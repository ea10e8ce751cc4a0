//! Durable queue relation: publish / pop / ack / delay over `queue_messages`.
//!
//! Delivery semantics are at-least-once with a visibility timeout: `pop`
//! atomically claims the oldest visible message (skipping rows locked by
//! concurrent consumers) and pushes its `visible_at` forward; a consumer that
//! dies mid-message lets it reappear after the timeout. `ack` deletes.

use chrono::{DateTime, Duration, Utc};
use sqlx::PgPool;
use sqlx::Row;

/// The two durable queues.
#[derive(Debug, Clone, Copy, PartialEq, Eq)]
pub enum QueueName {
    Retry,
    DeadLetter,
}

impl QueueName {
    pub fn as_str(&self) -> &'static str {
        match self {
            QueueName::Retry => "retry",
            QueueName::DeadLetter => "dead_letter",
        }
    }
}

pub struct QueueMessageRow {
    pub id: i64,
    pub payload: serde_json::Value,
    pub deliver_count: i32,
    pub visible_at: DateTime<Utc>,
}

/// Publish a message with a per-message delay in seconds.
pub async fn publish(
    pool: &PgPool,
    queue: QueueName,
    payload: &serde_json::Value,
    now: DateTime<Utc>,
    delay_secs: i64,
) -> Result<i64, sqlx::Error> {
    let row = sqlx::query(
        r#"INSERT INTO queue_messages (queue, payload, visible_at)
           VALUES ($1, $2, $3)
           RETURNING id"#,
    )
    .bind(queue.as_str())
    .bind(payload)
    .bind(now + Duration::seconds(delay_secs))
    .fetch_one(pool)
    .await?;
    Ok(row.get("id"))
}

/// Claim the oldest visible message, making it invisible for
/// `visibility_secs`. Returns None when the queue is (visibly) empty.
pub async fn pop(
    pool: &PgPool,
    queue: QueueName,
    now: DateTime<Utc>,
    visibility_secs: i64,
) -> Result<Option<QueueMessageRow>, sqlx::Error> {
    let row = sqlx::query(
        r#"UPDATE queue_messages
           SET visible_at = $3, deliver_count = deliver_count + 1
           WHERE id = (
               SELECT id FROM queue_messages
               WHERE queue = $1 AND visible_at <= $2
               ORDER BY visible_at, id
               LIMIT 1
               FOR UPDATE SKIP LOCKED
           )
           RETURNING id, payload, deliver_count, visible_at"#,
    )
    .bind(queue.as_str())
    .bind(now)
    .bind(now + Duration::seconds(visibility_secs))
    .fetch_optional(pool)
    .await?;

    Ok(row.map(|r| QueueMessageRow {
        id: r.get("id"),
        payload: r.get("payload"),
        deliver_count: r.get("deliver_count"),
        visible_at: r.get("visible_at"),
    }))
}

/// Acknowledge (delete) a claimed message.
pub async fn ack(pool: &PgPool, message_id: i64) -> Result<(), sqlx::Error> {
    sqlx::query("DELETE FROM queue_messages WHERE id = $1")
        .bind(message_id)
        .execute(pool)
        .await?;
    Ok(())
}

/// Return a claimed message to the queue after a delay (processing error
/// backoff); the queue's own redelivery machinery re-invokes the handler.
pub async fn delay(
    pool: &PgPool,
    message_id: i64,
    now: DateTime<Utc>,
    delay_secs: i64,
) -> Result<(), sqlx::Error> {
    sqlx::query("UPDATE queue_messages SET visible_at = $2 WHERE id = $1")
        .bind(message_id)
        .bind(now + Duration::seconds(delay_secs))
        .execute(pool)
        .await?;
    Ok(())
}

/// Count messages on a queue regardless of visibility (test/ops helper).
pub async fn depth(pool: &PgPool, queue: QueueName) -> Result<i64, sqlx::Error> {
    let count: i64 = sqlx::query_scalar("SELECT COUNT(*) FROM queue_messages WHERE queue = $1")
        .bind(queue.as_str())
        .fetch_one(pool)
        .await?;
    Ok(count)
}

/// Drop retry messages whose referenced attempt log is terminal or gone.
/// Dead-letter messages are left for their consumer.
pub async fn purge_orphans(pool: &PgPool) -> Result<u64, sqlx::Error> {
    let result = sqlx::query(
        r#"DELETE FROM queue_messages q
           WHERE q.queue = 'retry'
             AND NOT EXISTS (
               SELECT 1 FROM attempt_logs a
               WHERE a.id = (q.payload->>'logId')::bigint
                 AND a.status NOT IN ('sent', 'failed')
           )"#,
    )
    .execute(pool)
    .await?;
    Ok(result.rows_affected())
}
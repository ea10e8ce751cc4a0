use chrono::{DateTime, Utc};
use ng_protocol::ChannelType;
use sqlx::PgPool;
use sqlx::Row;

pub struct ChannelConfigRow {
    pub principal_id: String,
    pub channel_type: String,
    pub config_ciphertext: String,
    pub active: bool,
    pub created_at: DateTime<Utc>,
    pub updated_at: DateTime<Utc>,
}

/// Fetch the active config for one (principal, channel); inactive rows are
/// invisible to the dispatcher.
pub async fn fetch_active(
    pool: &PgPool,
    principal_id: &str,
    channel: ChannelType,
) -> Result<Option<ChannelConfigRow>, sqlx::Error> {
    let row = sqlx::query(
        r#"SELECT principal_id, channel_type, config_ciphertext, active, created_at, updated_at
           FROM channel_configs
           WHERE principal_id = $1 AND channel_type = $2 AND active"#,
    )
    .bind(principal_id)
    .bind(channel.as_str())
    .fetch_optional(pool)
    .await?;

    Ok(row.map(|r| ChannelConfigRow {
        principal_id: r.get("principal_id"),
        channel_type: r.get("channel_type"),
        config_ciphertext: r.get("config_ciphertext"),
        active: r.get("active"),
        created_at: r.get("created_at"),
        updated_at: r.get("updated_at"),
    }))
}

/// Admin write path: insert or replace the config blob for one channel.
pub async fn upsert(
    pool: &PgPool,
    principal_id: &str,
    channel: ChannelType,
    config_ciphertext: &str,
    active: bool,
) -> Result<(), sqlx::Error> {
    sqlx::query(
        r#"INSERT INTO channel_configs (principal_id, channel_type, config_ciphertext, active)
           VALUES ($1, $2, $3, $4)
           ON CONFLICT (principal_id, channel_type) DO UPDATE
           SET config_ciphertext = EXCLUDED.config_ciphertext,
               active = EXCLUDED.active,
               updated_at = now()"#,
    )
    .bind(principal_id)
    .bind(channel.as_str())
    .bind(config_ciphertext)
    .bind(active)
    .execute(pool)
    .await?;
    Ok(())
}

━━━━━━━━━━━━━━━━━━━━

▶ [Exercise instructions]:
Using the data above, transcribe the lines that run from the line with "for their consumer." to the line with "Ok(result.rows_affected())", both ends kept, and output nothing else.

▶ [Worked solution]:
/// Dead-letter messages are left for their consumer.
pub async fn purge_orphans(pool: &PgPool) -> Result<u64, sqlx::Error> {
    let result = sqlx::query(
        r#"DELETE FROM queue_messages q
           WHERE q.queue = 'retry'
             AND NOT EXISTS (
               SELECT 1 FROM attempt_logs a
               WHERE a.id = (q.payload->>'logId')::bigint
                 AND a.status NOT IN ('sent', 'failed')
           )"#,
    )
    .execute(pool)
    .await?;
    Ok(result.rows_affected())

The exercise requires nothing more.